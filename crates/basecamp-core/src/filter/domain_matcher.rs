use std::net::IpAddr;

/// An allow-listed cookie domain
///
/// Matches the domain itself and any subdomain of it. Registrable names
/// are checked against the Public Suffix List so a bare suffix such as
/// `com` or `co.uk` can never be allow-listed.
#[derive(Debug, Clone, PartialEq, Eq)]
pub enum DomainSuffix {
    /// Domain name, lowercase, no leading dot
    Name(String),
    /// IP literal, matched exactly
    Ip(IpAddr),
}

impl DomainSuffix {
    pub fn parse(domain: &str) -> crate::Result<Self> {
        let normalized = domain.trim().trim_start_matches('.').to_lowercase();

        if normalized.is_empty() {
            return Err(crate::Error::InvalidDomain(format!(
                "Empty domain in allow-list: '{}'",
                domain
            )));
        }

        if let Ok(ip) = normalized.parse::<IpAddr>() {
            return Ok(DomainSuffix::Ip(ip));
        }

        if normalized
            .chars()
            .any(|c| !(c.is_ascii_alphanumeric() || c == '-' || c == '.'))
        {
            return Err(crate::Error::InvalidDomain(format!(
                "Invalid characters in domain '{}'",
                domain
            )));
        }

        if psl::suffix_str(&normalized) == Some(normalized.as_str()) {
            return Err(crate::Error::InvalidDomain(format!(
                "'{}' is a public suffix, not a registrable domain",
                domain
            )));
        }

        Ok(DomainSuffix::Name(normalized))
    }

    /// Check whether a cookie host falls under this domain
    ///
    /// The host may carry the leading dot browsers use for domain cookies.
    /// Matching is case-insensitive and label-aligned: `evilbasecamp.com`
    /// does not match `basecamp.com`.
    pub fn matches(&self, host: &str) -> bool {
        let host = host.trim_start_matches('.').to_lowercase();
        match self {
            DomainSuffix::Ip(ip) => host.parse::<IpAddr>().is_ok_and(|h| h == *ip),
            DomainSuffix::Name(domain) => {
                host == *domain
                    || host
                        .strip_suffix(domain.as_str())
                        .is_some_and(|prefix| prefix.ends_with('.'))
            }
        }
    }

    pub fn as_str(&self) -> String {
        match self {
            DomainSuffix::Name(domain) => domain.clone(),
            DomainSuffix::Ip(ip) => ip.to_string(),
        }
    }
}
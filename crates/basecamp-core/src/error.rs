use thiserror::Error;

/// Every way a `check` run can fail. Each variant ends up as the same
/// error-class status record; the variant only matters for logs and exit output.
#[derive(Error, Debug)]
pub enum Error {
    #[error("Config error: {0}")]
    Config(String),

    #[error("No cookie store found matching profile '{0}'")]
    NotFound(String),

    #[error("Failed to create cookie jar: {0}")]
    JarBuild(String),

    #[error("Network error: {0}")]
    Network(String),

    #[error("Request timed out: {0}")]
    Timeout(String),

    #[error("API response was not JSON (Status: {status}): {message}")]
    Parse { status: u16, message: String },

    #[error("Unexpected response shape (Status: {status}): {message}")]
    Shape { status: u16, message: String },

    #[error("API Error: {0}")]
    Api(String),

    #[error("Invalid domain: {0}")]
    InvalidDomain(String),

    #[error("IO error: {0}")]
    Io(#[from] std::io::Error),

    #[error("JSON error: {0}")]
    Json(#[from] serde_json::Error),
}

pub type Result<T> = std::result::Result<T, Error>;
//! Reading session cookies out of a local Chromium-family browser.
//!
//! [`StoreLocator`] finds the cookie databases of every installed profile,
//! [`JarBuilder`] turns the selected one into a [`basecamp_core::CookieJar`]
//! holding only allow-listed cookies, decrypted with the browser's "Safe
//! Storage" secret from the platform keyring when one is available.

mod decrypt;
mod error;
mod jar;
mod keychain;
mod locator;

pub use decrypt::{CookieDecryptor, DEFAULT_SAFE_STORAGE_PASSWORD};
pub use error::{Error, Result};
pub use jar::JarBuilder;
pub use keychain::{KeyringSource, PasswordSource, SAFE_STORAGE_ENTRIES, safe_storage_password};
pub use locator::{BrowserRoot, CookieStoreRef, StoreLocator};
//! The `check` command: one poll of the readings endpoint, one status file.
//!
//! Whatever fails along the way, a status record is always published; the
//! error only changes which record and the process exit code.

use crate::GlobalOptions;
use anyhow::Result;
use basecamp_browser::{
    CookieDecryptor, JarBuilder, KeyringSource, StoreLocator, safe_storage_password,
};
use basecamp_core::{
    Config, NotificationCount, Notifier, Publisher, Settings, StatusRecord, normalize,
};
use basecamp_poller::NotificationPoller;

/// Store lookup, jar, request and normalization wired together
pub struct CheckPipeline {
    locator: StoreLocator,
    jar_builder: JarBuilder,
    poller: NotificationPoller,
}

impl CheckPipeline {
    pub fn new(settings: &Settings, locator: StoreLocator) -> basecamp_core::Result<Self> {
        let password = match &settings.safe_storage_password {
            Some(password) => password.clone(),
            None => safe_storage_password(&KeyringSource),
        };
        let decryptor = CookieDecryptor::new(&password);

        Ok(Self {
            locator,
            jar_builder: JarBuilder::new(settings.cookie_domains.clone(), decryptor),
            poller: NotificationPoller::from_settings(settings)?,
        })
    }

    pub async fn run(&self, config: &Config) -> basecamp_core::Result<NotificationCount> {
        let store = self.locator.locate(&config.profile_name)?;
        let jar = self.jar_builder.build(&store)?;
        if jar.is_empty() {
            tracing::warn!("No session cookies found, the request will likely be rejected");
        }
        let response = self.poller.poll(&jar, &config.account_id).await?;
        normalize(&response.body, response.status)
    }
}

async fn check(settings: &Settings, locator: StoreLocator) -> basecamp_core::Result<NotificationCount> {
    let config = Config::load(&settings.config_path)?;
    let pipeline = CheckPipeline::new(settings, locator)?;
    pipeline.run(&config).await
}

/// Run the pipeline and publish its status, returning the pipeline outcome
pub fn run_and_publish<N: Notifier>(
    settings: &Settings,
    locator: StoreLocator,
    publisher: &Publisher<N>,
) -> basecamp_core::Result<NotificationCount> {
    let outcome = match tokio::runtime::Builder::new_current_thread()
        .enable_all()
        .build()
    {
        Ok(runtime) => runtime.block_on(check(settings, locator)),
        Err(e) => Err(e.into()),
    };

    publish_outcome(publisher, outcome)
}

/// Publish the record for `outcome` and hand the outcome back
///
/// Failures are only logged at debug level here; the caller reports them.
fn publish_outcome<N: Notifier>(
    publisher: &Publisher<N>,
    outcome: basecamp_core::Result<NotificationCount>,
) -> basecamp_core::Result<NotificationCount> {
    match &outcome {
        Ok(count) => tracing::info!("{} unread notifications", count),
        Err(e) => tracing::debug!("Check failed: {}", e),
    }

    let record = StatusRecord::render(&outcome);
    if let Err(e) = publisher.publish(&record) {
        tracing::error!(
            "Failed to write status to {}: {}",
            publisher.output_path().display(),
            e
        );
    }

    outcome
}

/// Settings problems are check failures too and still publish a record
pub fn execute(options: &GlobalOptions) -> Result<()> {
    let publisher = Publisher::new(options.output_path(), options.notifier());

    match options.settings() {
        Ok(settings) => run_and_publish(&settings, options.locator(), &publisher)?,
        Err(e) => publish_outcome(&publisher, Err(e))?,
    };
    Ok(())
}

> _The problem_
In the material above, find every line that has the string "NotificationPoller" and pull those lines out.

> _Task solution_
use basecamp_poller::NotificationPoller;
    poller: NotificationPoller,
            poller: NotificationPoller::from_settings(settings)?,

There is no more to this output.